Osteoporotic vertebral compression fracture, kyphoplasty, unilateral, bilateral, unipedicular, bipedicular, systematic review.
已有许多荟萃分析和系统评价讨论了单侧和双侧球囊扩张椎体后凸成形术之间的差异。然而,它们关于双侧球囊扩张椎体后凸成形术治疗骨质疏松性椎体压缩性骨折(OVCFs)的疗效和安全性的结论并不一致。
我们试图选择最佳的证据综述来确定单侧和双侧球囊扩张椎体后凸成形术之间的差异,并确定治疗 OVCFs 的最佳方法。
重叠荟萃分析的系统评价。
检索 PubMed、Embase 和 The Cochrane Library 的电子数据库。搜索范围截止到 2017 年 9 月 30 日。此外,我们手动检索了北京大学医学图书馆近 10 年的会议报告和论文,并咨询了 2 位该领域的专家,以获取任何其他相关信息。

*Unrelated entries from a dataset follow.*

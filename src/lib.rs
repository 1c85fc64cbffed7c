//! MiniSynth: an on-screen piano keyboard driving a real-time sine tone engine.

pub mod app;
pub mod config;
pub mod core;
pub mod messaging;
pub mod ui;
pub mod utils;

pub use crate::config::SynthSettings;
pub use crate::core::audio::{AudioError, OutputStream};
pub use crate::core::oscillator::{FrequencyTable, NoteError, SineOscillator, ToneState};
pub use crate::core::synth::{EngineState, ToneController, ToneEngine};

我们遵循系统评价和荟萃分析的首选报告项目(PRISMA)声明,并使用“评估系统评价的测量工具”(AMTASR)和牛津证据水平来评估研究的方法学质量。我们应用 Jadad 决策算法来选择最佳证据综述。
本系统评价纳入了 7 项荟萃分析。研究的 AMTASR 评分范围为 4 至 9 分,平均 6 分。最终,孙赫等人的研究被认为是最佳证据研究。孙赫等人提出,与双侧后凸成形术相比,单侧后凸成形术需要的手术时间更短,消耗的骨水泥更少,减少了骨水泥渗漏,并改善了短期总体健康状况。
AMTASR 评分表明,一些纳入的研究质量较低。此外,并非所有研究都使用了推荐评估、制定和评估(GRADE)水平。当使用时,GRADE 水平表明大多数结果来自于低质量的研究。
与双侧后凸成形术相比,单侧后凸成形术可减少手术时间、骨水泥量和骨水泥渗漏率。因此,我们得出结论,与双侧后凸成形术相比,单侧后凸成形术在治疗 OVCFs 方面更具优势、更有效、更安全。
骨质疏松性椎体压缩性骨折;后凸成形术;单侧;双侧;单侧入路;双侧入路;系统评价。